Investigating hydropedological relations using quantified morphological data under banana plants on a transect in Guadeloupe

Due to its limited surface and contamination through chemicals, subsurface water resources in Guadeloupe are under pressure. Banana plantations on highly conductive soils, in particular Andisols represent a large source of nonpoint-source pollution. The proper characterization of the soil transfer properties are therefore needed to sustainably manage groundwater. Hydropedology can help understand the links between the soil hydraulic behaviour and its pedology. The aim of this study was to assess the key parameters controlling the hydraulic properties of these soils. Fifteen sites were chosen along a climatic transect in the South East of Guadeloupe, going from lower to higher altitudes associated with a rainfall gradient and with a pedological differentiation, to investigate the effects of soil type and soil structure on the hydraulic properties.
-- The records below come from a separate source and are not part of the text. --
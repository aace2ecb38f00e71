use axum::Json;
use axum::extract::{Extension, Path, State};
use axum::http::StatusCode;
use fieldkit_application::{SaveFormInput, UpdateFormInput};
use fieldkit_core::TenantId;
use fieldkit_domain::DEFAULT_FORM_PRIORITY;

use crate::dto::{CreateFormRequest, FormResponse, UpdateFormRequest};
use crate::error::ApiResult;
use crate::state::AppState;

pub async fn list_forms_handler(
    State(state): State<AppState>,
    Extension(tenant_id): Extension<TenantId>,
) -> ApiResult<Json<Vec<FormResponse>>> {
    let forms = state
        .fieldkit_service
        .list_forms(tenant_id)
        .await?
        .into_iter()
        .map(FormResponse::from)
        .collect();

    Ok(Json(forms))
}

pub async fn create_form_handler(
    State(state): State<AppState>,
    Extension(tenant_id): Extension<TenantId>,
    Json(payload): Json<CreateFormRequest>,
) -> ApiResult<(StatusCode, Json<FormResponse>)> {
    let form = state
        .fieldkit_service
        .create_form(
            tenant_id,
            SaveFormInput {
                purpose_token: payload.purpose_token,
                name: payload.name,
                description: payload.description,
                is_active: payload.is_active.unwrap_or(true),
                priority: payload.priority.unwrap_or(DEFAULT_FORM_PRIORITY),
            },
        )
        .await?;

    Ok((StatusCode::CREATED, Json(FormResponse::from(form))))
}

pub async fn get_form_handler(
    State(state): State<AppState>,
    Extension(tenant_id): Extension<TenantId>,
    Path(purpose_token): Path<String>,
) -> ApiResult<Json<FormResponse>> {
    let form = state
        .fieldkit_service
        .find_form(tenant_id, purpose_token.as_str())
        .await?;

    Ok(Json(FormResponse::from(form)))
}

pub async fn update_form_handler(
    State(state): State<AppState>,
    Extension(tenant_id): Extension<TenantId>,
    Path(purpose_token): Path<String>,
    Json(payload): Json<UpdateFormRequest>,
) -> ApiResult<Json<FormResponse>> {
    let form = state
        .fieldkit_service
        .update_form(
            tenant_id,
            purpose_token.as_str(),
            UpdateFormInput {
                name: payload.name,
                description: payload.description,
                is_active: payload.is_active.unwrap_or(true),
                priority: payload.priority.unwrap_or(DEFAULT_FORM_PRIORITY),
            },
        )
        .await?;

    Ok(Json(FormResponse::from(form)))
}

pub async fn delete_form_handler(
    State(state): State<AppState>,
    Extension(tenant_id): Extension<TenantId>,
    Path(purpose_token): Path<String>,
) -> ApiResult<StatusCode> {
    state
        .fieldkit_service
        .delete_form(tenant_id, purpose_token.as_str())
        .await?;

    Ok(StatusCode::NO_CONTENT)
}
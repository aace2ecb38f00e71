use fieldkit_domain::FormDefinition;
use serde::{Deserialize, Serialize};
use ts_rs::TS;

/// Incoming payload for form creation.
#[derive(Debug, Deserialize, TS)]
#[ts(
    export,
    export_to = "../../../../packages/api-types/src/generated/create-form-request.ts"
)]
pub struct CreateFormRequest {
    pub purpose_token: Option<String>,
    pub name: String,
    pub description: Option<String>,
    pub is_active: Option<bool>,
    pub priority: Option<u8>,
}

/// Incoming payload for form updates.
#[derive(Debug, Deserialize, TS)]
#[ts(
    export,
    export_to = "../../../../packages/api-types/src/generated/update-form-request.ts"
)]
pub struct UpdateFormRequest {
    pub name: String,
    pub description: Option<String>,
    pub is_active: Option<bool>,
    pub priority: Option<u8>,
}

/// API representation of a form definition.
#[derive(Debug, Serialize, TS)]
#[ts(
    export,
    export_to = "../../../../packages/api-types/src/generated/form-response.ts"
)]
pub struct FormResponse {
    pub purpose_token: String,
    pub name: String,
    pub description: Option<String>,
    pub is_active: bool,
    pub priority: u8,
}

impl From<FormDefinition> for FormResponse {
    fn from(form: FormDefinition) -> Self {
        Self {
            purpose_token: form.purpose_token().as_str().to_owned(),
            name: form.name().as_str().to_owned(),
            description: form.description().map(ToOwned::to_owned),
            is_active: form.is_active(),
            priority: form.priority(),
        }
    }
}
At each site, a structural description of the profile (Manichon technique) was realised and samples were taken for chemical and mineral characterization. The root density was also assessed. In situ suction infitrometer measurements were realised at the soil surface. Undisturbed 1 L soil cores were extracted in the A (10-20 cm) and B (40-60 cm) horizons for Multistep outflow (MSO) measurements. The experiments were simulated with Hydrus-1D parameterised with the Mualem-van Genuchten (MV) model for which the parameters were optimised with the inversion algorithm AMALGAM-SO. Links between the hydraulic characteristics (infiltration rates and MV parameters) and soil profile information were obtained using a stepwise procedure. Infiltration rates at -1 and 0 cm of pressure head were satisfactorily described based on the root density, the contents of fine earth and easily discernible clods. All these explanatory variables contain information on the structural state of the soil. The MV parameters optimised from the MSO experiments were not well described with the available predictors. However, points of the hydraulic conductivity curves at h=-1, -5, -10 and -100 cm were acceptably predicted with a blend of variables associated with structure and pedology. These promising preliminary results suggest that structure and pedology related information can explain part of the hydraulic behaviour of tropical volcanic soils. A larger database is needed to support the conclusions of this study.